» Exercise instructions
Set down the records again, keeping each line exactly as it is.

[Collected data entries]
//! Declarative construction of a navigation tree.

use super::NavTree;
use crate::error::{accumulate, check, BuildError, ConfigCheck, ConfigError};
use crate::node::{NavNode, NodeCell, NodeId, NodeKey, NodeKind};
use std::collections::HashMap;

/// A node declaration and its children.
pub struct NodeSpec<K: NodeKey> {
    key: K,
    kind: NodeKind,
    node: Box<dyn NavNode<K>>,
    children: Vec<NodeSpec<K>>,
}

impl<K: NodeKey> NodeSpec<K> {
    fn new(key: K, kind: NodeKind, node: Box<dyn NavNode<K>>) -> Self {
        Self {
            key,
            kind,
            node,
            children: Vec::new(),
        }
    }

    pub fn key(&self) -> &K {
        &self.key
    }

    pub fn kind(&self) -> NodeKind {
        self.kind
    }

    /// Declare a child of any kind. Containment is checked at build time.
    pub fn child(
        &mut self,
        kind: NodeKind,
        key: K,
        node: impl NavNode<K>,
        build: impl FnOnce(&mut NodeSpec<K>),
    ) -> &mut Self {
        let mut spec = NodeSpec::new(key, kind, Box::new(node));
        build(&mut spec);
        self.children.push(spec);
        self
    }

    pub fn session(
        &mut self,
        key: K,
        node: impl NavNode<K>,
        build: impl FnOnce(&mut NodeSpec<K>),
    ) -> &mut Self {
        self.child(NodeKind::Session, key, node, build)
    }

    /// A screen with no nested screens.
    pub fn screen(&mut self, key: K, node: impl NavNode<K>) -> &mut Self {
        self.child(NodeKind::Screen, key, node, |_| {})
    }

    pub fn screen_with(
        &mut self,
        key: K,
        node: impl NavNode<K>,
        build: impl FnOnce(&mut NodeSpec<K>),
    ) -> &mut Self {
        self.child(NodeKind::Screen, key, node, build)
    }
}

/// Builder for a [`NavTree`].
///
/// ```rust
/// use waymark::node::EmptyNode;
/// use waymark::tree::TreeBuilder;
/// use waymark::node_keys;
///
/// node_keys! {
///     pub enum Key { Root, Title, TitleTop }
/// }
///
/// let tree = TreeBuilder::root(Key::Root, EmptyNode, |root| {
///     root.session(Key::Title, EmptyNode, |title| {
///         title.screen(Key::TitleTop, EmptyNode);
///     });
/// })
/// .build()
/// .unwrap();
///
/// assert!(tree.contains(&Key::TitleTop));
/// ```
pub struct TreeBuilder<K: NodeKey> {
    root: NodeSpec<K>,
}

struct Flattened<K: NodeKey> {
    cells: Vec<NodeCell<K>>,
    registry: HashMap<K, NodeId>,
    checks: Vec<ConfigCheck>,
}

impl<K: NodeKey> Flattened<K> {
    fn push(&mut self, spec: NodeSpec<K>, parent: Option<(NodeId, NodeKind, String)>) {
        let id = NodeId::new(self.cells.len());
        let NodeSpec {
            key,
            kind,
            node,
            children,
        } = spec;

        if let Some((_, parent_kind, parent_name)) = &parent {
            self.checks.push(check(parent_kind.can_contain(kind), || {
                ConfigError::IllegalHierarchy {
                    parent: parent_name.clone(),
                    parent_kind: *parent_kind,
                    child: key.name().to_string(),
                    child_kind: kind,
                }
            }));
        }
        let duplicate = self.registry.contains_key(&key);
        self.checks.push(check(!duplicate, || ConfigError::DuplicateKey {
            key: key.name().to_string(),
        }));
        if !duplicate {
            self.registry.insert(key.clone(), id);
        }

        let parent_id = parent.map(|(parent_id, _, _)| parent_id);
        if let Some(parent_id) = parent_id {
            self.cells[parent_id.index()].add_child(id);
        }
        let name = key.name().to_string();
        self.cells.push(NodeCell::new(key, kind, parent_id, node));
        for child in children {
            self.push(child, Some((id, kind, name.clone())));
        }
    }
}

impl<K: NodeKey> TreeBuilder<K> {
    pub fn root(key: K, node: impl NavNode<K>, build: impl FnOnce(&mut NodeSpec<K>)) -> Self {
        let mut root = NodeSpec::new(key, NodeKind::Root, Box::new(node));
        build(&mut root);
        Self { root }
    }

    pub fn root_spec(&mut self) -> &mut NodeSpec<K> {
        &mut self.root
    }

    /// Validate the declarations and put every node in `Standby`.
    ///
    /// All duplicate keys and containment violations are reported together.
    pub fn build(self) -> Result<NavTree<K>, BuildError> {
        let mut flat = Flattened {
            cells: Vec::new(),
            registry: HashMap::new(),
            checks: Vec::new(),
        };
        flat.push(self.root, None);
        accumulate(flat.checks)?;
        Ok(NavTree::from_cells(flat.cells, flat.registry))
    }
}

» Result for this task
//! Declarative construction of a navigation tree.

use super::NavTree;
use crate::error::{accumulate, check, BuildError, ConfigCheck, ConfigError};
use crate::node::{NavNode, NodeCell, NodeId, NodeKey, NodeKind};
use std::collections::HashMap;

/// A node declaration and its children.
pub struct NodeSpec<K: NodeKey> {
    key: K,
    kind: NodeKind,
    node: Box<dyn NavNode<K>>,
    children: Vec<NodeSpec<K>>,
}

impl<K: NodeKey> NodeSpec<K> {
    fn new(key: K, kind: NodeKind, node: Box<dyn NavNode<K>>) -> Self {
        Self {
            key,
            kind,
            node,
            children: Vec::new(),
        }
    }

    pub fn key(&self) -> &K {
        &self.key
    }

    pub fn kind(&self) -> NodeKind {
        self.kind
    }

    /// Declare a child of any kind. Containment is checked at build time.
    pub fn child(
        &mut self,
        kind: NodeKind,
        key: K,
        node: impl NavNode<K>,
        build: impl FnOnce(&mut NodeSpec<K>),
    ) -> &mut Self {
        let mut spec = NodeSpec::new(key, kind, Box::new(node));
        build(&mut spec);
        self.children.push(spec);
        self
    }

    pub fn session(
        &mut self,
        key: K,
        node: impl NavNode<K>,
        build: impl FnOnce(&mut NodeSpec<K>),
    ) -> &mut Self {
        self.child(NodeKind::Session, key, node, build)
    }

    /// A screen with no nested screens.
    pub fn screen(&mut self, key: K, node: impl NavNode<K>) -> &mut Self {
        self.child(NodeKind::Screen, key, node, |_| {})
    }

    pub fn screen_with(
        &mut self,
        key: K,
        node: impl NavNode<K>,
        build: impl FnOnce(&mut NodeSpec<K>),
    ) -> &mut Self {
        self.child(NodeKind::Screen, key, node, build)
    }
}

/// Builder for a [`NavTree`].
///
/// ```rust
/// use waymark::node::EmptyNode;
/// use waymark::tree::TreeBuilder;
/// use waymark::node_keys;
///
/// node_keys! {
///     pub enum Key { Root, Title, TitleTop }
/// }
///
/// let tree = TreeBuilder::root(Key::Root, EmptyNode, |root| {
///     root.session(Key::Title, EmptyNode, |title| {
///         title.screen(Key::TitleTop, EmptyNode);
///     });
/// })
/// .build()
/// .unwrap();
///
/// assert!(tree.contains(&Key::TitleTop));
/// ```
pub struct TreeBuilder<K: NodeKey> {
    root: NodeSpec<K>,
}

struct Flattened<K: NodeKey> {
    cells: Vec<NodeCell<K>>,
    registry: HashMap<K, NodeId>,
    checks: Vec<ConfigCheck>,
}

impl<K: NodeKey> Flattened<K> {
    fn push(&mut self, spec: NodeSpec<K>, parent: Option<(NodeId, NodeKind, String)>) {
        let id = NodeId::new(self.cells.len());
        let NodeSpec {
            key,
            kind,
            node,
            children,
        } = spec;

        if let Some((_, parent_kind, parent_name)) = &parent {
            self.checks.push(check(parent_kind.can_contain(kind), || {
                ConfigError::IllegalHierarchy {
                    parent: parent_name.clone(),
                    parent_kind: *parent_kind,
                    child: key.name().to_string(),
                    child_kind: kind,
                }
            }));
        }
        let duplicate = self.registry.contains_key(&key);
        self.checks.push(check(!duplicate, || ConfigError::DuplicateKey {
            key: key.name().to_string(),
        }));
        if !duplicate {
            self.registry.insert(key.clone(), id);
        }

        let parent_id = parent.map(|(parent_id, _, _)| parent_id);
        if let Some(parent_id) = parent_id {
            self.cells[parent_id.index()].add_child(id);
        }
        let name = key.name().to_string();
        self.cells.push(NodeCell::new(key, kind, parent_id, node));
        for child in children {
            self.push(child, Some((id, kind, name.clone())));
        }
    }
}

impl<K: NodeKey> TreeBuilder<K> {
    pub fn root(key: K, node: impl NavNode<K>, build: impl FnOnce(&mut NodeSpec<K>)) -> Self {
        let mut root = NodeSpec::new(key, NodeKind::Root, Box::new(node));
        build(&mut root);
        Self { root }
    }

    pub fn root_spec(&mut self) -> &mut NodeSpec<K> {
        &mut self.root
    }

    /// Validate the declarations and put every node in `Standby`.
    ///
    /// All duplicate keys and containment violations are reported together.
    pub fn build(self) -> Result<NavTree<K>, BuildError> {
        let mut flat = Flattened {
            cells: Vec::new(),
            registry: HashMap::new(),
            checks: Vec::new(),
        };
        flat.push(self.root, None);
        accumulate(flat.checks)?;
        Ok(NavTree::from_cells(flat.cells, flat.registry))
    }
}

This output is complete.